Félix Luïwen était un Navigateur né sur le navire de ses parents, celui qu’il possédait maintenant, un peu au nord de l’Arche. S’ils avaient fait beaucoup de commerce sur la rive sud du continent, ses parents étaient originaires d’Al-Chen. La banalité créait la crédibilité. Ho il aurait bien pu s’inventer une histoire digne des légendes, élevées par des tortues de mer ou je ne sais quelle autre fantaisie, mais c’est tout de suite moins crédible et trop tape à l’œil.

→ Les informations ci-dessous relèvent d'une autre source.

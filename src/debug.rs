//! Optional outline rendering of hitboxes.
//!
//! The crate does not draw anything itself; callers plug in their renderer
//! through [`DebugDraw`].

use crate::math::Vector2;
use crate::shape::Shape;

/// Drawing primitive able to outline axis-aligned rectangles and circles.
pub trait DebugDraw {
    /// Outlines a rectangle with top-left corner `(x, y)`.
    fn outline_rectangle(&mut self, x: f64, y: f64, width: f64, height: f64);

    /// Outlines a circle centered at `(x, y)`.
    fn outline_circle(&mut self, x: f64, y: f64, radius: f64);
}

impl Shape {
    /// Outlines the shape, translated by `offset`, on `target`.
    pub fn draw(&self, target: &mut impl DebugDraw, offset: &Vector2) {
        match self {
            Shape::Rectangle(r) => {
                target.outline_rectangle(r.x() + offset.x, r.y() + offset.y, r.width(), r.height());
            }
            Shape::Circle(c) => target.outline_circle(c.x() + offset.x, c.y() + offset.y, c.radius()),
        }
    }
}

#[cfg(test)]
mod tests {
    use super::*;
    use crate::shape::{Circle, Rectangle};

    #[derive(Default)]
    struct Recorder {
        calls: Vec<String>,
    }

    impl DebugDraw for Recorder {
        fn outline_rectangle(&mut self, x: f64, y: f64, width: f64, height: f64) {
            self.calls.push(format!("rect {x} {y} {width} {height}"));
        }

        fn outline_circle(&mut self, x: f64, y: f64, radius: f64) {
            self.calls.push(format!("circle {x} {y} {radius}"));
        }
    }

    #[test]
    fn draws_each_variant_with_offset() {
        let mut rec = Recorder::default();
        let offset = Vector2::new(1.0, 2.0);
        Shape::from(Rectangle::new(0.0, 0.0, 3.0, 4.0)).draw(&mut rec, &offset);
        Shape::from(Circle::new(5.0, 5.0, 2.0)).draw(&mut rec, &Vector2::zeros());
        assert_eq!(rec.calls, vec!["rect 1 2 3 4", "circle 5 5 2"]);
    }
}
pub mod distance_2d;
pub mod intersect_2d;
pub mod scalar;
pub mod vector_2d;

/// 2D point type.
pub type Point2 = nalgebra::Point2<f64>;

/// 3D point type.
pub type Point3 = nalgebra::Point3<f64>;

/// 2D vector type.
pub type Vector2 = nalgebra::Vector2<f64>;

/// Slack allowed when checking that a computed intersection lies on a segment.
pub const TOLERANCE: f64 = 1e-10;
//! Row type, form commands, and the partial update patch.
//!
//! # Design
//! `NewTodo` and `UpdateTitle` are the typed commands produced by the add
//! and edit forms; they carry exactly the fields the forms submit.
//! `TodoPatch` is what reaches the store: every field is optional, and an
//! omitted field keeps its stored value.

use serde::{Deserialize, Serialize};
use uuid::Uuid;

use crate::priority::Priority;

/// A single persisted to-do row.
#[derive(Debug, Clone, Serialize, Deserialize, PartialEq, Eq)]
pub struct Todo {
    pub id: Uuid,
    pub title: String,
    pub done: bool,
    pub priority: Priority,
}

/// Command from the add form. New todos always start open at normal
/// priority, so the title is the only input.
#[derive(Debug, Clone, Deserialize)]
pub struct NewTodo {
    pub title: String,
}

/// Command from the edit form on the detail page.
#[derive(Debug, Clone, Deserialize)]
pub struct UpdateTitle {
    pub title: String,
}

/// Partial update applied to an existing row. Only the `Some` fields are
/// written; the rest remain unchanged.
#[derive(Debug, Clone, Default)]
pub struct TodoPatch {
    pub title: Option<String>,
    pub done: Option<bool>,
    pub priority: Option<Priority>,
}

#[cfg(test)]
mod tests {
    use super::*;

    #[test]
    fn todo_serializes_to_json() {
        let todo = Todo {
            id: Uuid::nil(),
            title: "Test".to_string(),
            done: false,
            priority: Priority::Normal,
        };
        let json = serde_json::to_value(&todo).unwrap();
        assert_eq!(json["id"], "00000000-0000-0000-0000-000000000000");
        assert_eq!(json["title"], "Test");
        assert_eq!(json["done"], false);
        assert_eq!(json["priority"], "normal");
    }

    #[test]
    fn todo_roundtrips_through_json() {
        let todo = Todo {
            id: Uuid::new_v4(),
            title: "Roundtrip".to_string(),
            done: true,
            priority: Priority::High,
        };
        let json = serde_json::to_string(&todo).unwrap();
        let back: Todo = serde_json::from_str(&json).unwrap();
        assert_eq!(back, todo);
    }

    #[test]
    fn new_todo_requires_title() {
        let result: Result<NewTodo, _> = serde_json::from_str(r#"{}"#);
        assert!(result.is_err());

        let input: NewTodo = serde_json::from_str(r#"{"title":"Buy milk"}"#).unwrap();
        assert_eq!(input.title, "Buy milk");
    }

    #[test]
    fn patch_defaults_to_no_changes() {
        let patch = TodoPatch::default();
        assert!(patch.title.is_none());
        assert!(patch.done.is_none());
        assert!(patch.priority.is_none());
    }
}
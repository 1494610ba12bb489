//! Error types for the domain crate.
//!
//! # Design
//! Parsing a priority name is the only fallible domain operation. The
//! error keeps the offending value so the store layer can report exactly
//! what it found in a row.

use std::fmt;

/// A priority name outside the `low` / `normal` / `high` enumeration.
#[derive(Debug, Clone, PartialEq, Eq)]
pub struct ParsePriorityError {
    /// The rejected input.
    pub value: String,
}

impl fmt::Display for ParsePriorityError {
    fn fmt(&self, f: &mut fmt::Formatter<'_>) -> fmt::Result {
        write!(
            f,
            "unknown priority {:?}, expected one of low, normal, high",
            self.value
        )
    }
}

impl std::error::Error for ParsePriorityError {}
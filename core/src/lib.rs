//! Domain types for the to-do list application.
//!
//! # Overview
//! Everything the server persists or accepts at its form boundary is
//! defined here: the `Todo` row, the typed form commands, the partial
//! update patch, and the `Priority` enumeration with its rotation rule.
//! The crate performs no I/O and is fully deterministic.
//!
//! # Design
//! - `Priority` is a closed sum type with an explicit successor function;
//!   rotation is a `match`, not index arithmetic over strings.
//! - Form input is typed at the boundary (`NewTodo`, `UpdateTitle`) rather
//!   than read as loose fields.
//! - `TodoPatch` carries `Option` per field so the store applies partial
//!   updates, leaving omitted fields untouched.

pub mod error;
pub mod priority;
pub mod types;

pub use error::ParsePriorityError;
pub use priority::Priority;
pub use types::{NewTodo, Todo, TodoPatch, UpdateTitle};
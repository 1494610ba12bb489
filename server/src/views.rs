//! HTML view rendering.
//!
//! # Design
//! Templates are compiled into the binary with `include_str!` and
//! registered once in a lazy `Tera` registry; handlers pass domain values
//! and get back ready-to-send `Html`. The 404 and 500 pages carry no
//! variables, so they are plain static includes.

use axum::response::Html;
use once_cell::sync::Lazy;
use tera::{Context, Tera};
use todo_core::Todo;

static TEMPLATES: Lazy<Tera> = Lazy::new(|| {
    let mut tera = Tera::default();

    tera.add_raw_template("index.html", include_str!("../templates/index.html"))
        .expect("failed to register index.html template");

    tera.add_raw_template("todo.html", include_str!("../templates/todo.html"))
        .expect("failed to register todo.html template");

    tera
});

/// Fixed page for unmatched routes and missing rows.
pub const NOT_FOUND_PAGE: &str = include_str!("../templates/404.html");

/// Fixed page for internal failures.
pub const ERROR_PAGE: &str = include_str!("../templates/500.html");

/// The list view shown at `/`.
pub fn index(todos: &[Todo]) -> Result<Html<String>, tera::Error> {
    let mut context = Context::new();
    context.insert("title", "Todos");
    context.insert("todos", todos);
    TEMPLATES.render("index.html", &context).map(Html)
}

/// The detail view for a single todo.
pub fn detail(todo: &Todo) -> Result<Html<String>, tera::Error> {
    let mut context = Context::new();
    context.insert("todo", todo);
    TEMPLATES.render("todo.html", &context).map(Html)
}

Le tape-à-l’œil était réservé à sa véritable personne. Là, il n’avait pas besoin d’inventer quoi que ce soit pour faire redorer le crédit de ses exploits ou du caractère très connu de son nom. Après tout, il était recherché activement dans tout l’Empire, depuis des années, et était reconnu comme le Capitaine Aline insaisissable, celui que personne n’avait réussi à attraper. Beaucoup de gens voulaient sa tête. Trop de gens pour que cela ne soit sain ou très bon pour sa santé. Mais pendant que les chasseurs de primes et les gardes de l’Empire recherchaient Fynn Fearàin, Félix Luïwen, lui, coulait son commencer aussi tranquillement qu’une barque sur un lac. Se payer la tête des Alaviriens était un jeu beaucoup trop facile.

C’était maintenant son tour de jouer et Fynn se lança sur la prise deux du décryptage de cette inconnue.

    « Alors, vous n’êtes pas escorte de caravanes. Mmm… Pourtant, vous avez longtemps côtoyé des Thüls et vivez principalement sur la route. Je suis prêt à parier mon prochain verre que votre arme n’est pas une simple précaution d’autodéfense, mais si votre arme ne sert pas à la défense, elle ne peut en être qu’une d’offensive. »


Il planta son regard dans le sien, une lueur de défi s’y allumant. S’il avait raison sur ce coup, il était potentiellement dans la merde de Siffleur. État qui plutôt que le poussé à vouloir disparaitre subtilement dans la nature, comme la prudence l’aurait souhaité, l’excitait et l’amusait davantage. Et s’il avait raison, elle ne savait à priori de toute façon pas qui il était.

    « Mercenaire. Ou en des mots moins distingués, chasseuse de primes. »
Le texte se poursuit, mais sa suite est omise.